Exercise description –
All lines from the entries below that contain the string "validation" should be copied out.

(Stored data)
========================

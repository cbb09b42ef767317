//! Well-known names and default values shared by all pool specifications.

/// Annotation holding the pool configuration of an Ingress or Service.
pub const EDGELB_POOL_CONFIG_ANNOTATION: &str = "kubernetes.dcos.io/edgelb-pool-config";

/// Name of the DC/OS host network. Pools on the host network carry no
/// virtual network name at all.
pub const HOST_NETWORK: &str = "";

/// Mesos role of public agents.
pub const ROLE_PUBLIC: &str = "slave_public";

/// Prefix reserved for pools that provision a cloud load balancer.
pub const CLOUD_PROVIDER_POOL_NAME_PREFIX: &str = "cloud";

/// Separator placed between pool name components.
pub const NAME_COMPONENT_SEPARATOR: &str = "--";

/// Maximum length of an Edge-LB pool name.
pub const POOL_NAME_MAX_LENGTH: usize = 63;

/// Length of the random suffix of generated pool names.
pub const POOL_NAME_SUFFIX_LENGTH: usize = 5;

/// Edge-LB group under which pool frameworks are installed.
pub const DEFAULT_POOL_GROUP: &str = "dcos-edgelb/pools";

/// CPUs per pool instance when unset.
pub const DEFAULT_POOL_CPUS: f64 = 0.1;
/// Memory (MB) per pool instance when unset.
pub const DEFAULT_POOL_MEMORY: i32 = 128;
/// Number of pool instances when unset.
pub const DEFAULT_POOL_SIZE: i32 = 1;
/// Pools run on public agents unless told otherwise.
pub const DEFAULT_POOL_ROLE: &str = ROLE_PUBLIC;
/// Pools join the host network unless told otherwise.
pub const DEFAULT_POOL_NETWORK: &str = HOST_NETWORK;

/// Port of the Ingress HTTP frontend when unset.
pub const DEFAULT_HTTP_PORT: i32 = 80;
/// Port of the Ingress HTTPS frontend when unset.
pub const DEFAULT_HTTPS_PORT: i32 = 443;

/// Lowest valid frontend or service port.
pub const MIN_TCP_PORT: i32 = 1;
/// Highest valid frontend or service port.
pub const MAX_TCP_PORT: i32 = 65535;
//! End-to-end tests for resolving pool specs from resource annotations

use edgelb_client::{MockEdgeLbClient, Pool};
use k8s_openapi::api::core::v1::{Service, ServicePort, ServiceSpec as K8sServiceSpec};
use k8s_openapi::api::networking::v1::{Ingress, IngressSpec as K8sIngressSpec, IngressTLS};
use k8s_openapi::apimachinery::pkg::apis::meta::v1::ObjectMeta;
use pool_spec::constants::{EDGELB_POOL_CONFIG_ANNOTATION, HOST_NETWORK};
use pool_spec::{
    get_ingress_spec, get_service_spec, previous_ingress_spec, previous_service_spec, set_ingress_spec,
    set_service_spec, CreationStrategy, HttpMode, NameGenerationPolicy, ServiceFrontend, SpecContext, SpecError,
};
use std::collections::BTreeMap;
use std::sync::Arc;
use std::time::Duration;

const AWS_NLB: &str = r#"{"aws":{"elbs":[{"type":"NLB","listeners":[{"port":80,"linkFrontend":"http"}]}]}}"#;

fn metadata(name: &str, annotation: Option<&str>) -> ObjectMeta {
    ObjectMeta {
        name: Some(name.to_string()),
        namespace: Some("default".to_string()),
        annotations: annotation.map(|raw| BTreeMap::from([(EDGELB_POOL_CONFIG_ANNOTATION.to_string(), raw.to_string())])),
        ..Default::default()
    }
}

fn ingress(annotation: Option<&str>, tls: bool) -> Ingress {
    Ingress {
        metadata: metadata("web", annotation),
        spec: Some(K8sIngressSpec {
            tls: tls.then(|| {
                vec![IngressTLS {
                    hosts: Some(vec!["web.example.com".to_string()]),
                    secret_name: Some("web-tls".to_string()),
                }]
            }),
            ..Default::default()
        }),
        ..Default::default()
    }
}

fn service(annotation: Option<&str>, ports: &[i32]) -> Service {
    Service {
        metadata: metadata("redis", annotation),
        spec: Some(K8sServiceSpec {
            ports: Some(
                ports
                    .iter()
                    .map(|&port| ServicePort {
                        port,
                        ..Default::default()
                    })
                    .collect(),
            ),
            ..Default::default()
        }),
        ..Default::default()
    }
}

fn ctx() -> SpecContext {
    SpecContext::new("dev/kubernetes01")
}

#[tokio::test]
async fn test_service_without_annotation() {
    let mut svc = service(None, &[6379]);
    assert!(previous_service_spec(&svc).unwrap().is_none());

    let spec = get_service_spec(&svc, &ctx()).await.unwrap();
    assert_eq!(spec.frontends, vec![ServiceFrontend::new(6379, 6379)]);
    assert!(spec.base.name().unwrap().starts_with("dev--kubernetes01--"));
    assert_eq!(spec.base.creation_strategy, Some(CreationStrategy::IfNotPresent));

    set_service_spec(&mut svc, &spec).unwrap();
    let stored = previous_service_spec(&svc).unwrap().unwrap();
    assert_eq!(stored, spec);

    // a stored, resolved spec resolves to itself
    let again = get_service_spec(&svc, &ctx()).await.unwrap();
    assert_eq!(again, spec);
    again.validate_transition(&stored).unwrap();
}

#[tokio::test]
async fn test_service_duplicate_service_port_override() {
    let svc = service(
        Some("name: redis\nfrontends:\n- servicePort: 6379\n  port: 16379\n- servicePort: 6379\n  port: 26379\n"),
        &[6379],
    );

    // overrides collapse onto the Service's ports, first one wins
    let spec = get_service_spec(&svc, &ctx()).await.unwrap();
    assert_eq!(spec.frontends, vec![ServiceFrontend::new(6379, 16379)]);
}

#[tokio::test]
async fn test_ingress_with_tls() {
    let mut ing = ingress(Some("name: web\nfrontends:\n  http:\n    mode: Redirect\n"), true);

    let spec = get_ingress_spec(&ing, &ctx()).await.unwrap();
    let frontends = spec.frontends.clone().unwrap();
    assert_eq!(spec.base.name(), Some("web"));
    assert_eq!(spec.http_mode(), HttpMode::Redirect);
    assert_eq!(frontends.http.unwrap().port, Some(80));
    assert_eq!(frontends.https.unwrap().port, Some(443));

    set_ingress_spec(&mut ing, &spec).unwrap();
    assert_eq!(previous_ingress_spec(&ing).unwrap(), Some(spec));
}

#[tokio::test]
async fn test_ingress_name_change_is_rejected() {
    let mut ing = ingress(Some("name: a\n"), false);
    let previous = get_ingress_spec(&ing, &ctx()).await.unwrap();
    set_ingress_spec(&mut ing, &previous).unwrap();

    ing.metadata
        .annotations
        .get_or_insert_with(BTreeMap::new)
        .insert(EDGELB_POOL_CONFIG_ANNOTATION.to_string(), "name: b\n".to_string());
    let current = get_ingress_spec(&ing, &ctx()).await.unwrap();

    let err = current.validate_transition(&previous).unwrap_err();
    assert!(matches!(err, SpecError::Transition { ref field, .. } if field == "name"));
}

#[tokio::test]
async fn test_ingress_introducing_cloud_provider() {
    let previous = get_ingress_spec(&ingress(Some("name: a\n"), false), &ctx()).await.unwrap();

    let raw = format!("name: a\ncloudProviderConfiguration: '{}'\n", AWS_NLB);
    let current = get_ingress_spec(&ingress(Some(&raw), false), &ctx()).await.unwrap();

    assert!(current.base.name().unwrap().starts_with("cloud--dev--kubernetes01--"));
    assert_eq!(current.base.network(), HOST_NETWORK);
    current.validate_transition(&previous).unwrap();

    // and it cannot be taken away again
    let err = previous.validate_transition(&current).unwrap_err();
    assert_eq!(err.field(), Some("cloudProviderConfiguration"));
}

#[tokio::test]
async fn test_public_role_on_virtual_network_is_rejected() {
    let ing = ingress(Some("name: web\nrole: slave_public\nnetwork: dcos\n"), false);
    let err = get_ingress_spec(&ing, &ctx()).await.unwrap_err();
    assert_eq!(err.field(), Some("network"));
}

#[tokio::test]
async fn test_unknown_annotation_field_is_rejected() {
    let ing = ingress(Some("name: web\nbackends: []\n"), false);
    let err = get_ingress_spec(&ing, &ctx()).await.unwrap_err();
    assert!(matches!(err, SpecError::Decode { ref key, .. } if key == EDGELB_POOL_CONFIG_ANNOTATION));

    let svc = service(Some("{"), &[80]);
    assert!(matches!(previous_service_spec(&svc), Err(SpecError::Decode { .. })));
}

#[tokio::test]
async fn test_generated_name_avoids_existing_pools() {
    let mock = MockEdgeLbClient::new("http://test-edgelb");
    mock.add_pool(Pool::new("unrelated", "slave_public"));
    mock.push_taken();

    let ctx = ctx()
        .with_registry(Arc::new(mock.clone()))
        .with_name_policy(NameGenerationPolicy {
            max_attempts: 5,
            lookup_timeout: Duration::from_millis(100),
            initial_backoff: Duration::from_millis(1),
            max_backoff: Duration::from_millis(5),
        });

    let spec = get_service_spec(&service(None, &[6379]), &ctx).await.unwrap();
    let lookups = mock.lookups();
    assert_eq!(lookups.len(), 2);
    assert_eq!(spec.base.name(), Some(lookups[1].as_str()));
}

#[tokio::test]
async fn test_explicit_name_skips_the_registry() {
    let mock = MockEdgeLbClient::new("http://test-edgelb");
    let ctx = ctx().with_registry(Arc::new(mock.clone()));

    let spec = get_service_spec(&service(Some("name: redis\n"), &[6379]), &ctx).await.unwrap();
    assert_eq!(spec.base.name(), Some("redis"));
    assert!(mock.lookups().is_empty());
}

========================

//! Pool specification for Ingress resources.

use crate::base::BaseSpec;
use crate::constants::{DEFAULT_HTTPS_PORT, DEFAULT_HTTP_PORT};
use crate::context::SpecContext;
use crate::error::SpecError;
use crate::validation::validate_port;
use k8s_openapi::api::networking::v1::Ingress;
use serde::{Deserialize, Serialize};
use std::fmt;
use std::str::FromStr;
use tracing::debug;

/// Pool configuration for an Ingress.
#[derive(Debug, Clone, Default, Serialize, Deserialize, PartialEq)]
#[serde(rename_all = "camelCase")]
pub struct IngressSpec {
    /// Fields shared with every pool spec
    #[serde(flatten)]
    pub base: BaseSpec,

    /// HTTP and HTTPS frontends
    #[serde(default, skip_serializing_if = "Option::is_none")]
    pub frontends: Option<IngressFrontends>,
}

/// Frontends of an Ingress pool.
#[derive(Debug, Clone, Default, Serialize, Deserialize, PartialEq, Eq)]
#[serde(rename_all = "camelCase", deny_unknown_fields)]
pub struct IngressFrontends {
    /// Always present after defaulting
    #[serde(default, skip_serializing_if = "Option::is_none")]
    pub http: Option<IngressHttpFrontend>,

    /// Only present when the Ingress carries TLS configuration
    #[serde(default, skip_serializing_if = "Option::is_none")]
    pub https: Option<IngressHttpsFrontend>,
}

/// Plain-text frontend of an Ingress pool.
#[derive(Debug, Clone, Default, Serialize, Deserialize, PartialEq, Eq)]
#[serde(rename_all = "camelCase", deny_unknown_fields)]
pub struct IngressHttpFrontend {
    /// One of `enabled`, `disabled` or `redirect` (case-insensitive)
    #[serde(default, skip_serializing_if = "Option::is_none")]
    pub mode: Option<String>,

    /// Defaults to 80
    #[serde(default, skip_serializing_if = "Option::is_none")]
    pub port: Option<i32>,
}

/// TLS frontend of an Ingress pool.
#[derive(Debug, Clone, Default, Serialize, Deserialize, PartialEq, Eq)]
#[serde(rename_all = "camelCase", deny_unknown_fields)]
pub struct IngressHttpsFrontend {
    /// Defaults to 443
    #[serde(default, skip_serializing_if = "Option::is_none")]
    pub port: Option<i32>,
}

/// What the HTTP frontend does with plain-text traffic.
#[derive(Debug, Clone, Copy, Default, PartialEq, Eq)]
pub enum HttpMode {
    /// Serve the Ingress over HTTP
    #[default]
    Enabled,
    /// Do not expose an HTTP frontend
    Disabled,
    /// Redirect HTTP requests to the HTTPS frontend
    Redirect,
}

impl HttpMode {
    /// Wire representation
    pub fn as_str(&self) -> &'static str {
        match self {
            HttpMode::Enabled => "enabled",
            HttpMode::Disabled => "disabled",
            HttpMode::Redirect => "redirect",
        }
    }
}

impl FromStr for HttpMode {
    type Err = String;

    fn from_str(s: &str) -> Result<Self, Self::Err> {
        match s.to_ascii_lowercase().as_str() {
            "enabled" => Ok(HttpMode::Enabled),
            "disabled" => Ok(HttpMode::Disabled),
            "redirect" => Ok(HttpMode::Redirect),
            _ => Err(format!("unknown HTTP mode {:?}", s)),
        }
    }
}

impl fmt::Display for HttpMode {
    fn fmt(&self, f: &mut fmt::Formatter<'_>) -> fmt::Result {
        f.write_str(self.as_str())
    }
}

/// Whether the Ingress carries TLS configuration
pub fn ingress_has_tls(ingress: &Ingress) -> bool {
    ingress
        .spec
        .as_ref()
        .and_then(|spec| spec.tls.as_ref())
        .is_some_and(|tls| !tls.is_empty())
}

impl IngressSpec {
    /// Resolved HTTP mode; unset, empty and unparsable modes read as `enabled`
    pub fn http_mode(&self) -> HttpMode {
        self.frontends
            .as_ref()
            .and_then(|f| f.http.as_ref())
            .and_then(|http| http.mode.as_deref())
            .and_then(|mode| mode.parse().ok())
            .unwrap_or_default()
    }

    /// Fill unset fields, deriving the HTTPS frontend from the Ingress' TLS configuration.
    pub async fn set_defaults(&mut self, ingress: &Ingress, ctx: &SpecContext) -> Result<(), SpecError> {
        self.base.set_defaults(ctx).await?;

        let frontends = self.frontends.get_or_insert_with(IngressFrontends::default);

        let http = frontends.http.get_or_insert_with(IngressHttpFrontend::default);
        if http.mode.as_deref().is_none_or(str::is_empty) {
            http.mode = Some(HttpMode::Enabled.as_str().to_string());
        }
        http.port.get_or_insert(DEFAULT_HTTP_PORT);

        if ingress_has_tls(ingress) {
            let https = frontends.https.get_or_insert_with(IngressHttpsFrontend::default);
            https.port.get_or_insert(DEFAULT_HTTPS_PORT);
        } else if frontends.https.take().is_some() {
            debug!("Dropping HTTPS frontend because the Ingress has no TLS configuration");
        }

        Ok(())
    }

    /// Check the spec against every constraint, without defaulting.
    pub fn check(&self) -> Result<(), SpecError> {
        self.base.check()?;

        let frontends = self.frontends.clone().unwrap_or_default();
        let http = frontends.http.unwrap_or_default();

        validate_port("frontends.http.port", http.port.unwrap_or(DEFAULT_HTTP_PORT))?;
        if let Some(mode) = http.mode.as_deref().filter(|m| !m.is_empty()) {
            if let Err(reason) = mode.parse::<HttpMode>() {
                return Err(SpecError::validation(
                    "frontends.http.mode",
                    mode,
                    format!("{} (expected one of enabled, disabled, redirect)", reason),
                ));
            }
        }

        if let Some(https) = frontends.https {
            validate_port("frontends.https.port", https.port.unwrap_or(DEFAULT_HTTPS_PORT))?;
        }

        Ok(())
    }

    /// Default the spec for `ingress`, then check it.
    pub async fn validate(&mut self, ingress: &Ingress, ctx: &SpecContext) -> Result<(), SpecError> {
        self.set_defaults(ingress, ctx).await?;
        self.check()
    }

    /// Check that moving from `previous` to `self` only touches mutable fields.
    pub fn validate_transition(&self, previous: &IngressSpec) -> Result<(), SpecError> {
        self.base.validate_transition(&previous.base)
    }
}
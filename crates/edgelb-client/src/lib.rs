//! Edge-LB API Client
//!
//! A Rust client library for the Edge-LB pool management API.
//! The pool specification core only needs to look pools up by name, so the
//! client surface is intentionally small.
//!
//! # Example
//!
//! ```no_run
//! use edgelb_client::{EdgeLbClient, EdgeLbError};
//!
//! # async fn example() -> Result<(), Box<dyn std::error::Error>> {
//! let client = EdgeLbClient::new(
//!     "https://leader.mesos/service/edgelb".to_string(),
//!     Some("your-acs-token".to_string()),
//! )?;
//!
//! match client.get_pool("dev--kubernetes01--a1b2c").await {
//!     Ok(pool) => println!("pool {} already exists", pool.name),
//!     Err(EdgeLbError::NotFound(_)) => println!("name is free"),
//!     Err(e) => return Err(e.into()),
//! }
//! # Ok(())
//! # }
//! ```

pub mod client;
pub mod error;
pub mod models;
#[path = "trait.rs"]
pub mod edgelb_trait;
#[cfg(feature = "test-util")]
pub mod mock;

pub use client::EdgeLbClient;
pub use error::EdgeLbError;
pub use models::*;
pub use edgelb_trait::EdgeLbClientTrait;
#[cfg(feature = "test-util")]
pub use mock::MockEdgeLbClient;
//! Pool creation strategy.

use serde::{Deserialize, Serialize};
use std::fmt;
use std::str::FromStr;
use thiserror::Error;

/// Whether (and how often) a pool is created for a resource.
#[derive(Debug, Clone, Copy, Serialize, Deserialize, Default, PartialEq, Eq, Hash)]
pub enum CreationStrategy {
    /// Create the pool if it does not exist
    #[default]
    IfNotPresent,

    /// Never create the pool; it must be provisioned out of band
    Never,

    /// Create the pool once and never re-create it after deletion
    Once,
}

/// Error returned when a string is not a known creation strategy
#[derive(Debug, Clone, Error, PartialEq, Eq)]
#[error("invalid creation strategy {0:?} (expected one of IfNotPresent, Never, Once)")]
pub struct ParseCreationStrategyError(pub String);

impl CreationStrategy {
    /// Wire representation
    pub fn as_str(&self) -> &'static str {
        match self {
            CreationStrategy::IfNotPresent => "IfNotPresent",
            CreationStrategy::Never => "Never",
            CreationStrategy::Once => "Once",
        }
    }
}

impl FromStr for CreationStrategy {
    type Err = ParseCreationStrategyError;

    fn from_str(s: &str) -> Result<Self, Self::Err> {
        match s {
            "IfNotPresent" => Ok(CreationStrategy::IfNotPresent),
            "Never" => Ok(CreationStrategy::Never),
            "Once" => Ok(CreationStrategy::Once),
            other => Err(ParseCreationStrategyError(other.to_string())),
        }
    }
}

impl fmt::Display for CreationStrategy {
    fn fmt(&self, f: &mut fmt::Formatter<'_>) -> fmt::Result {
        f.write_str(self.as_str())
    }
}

========================

Task solution –
use crate::validation::validate_port;
                return Err(SpecError::validation(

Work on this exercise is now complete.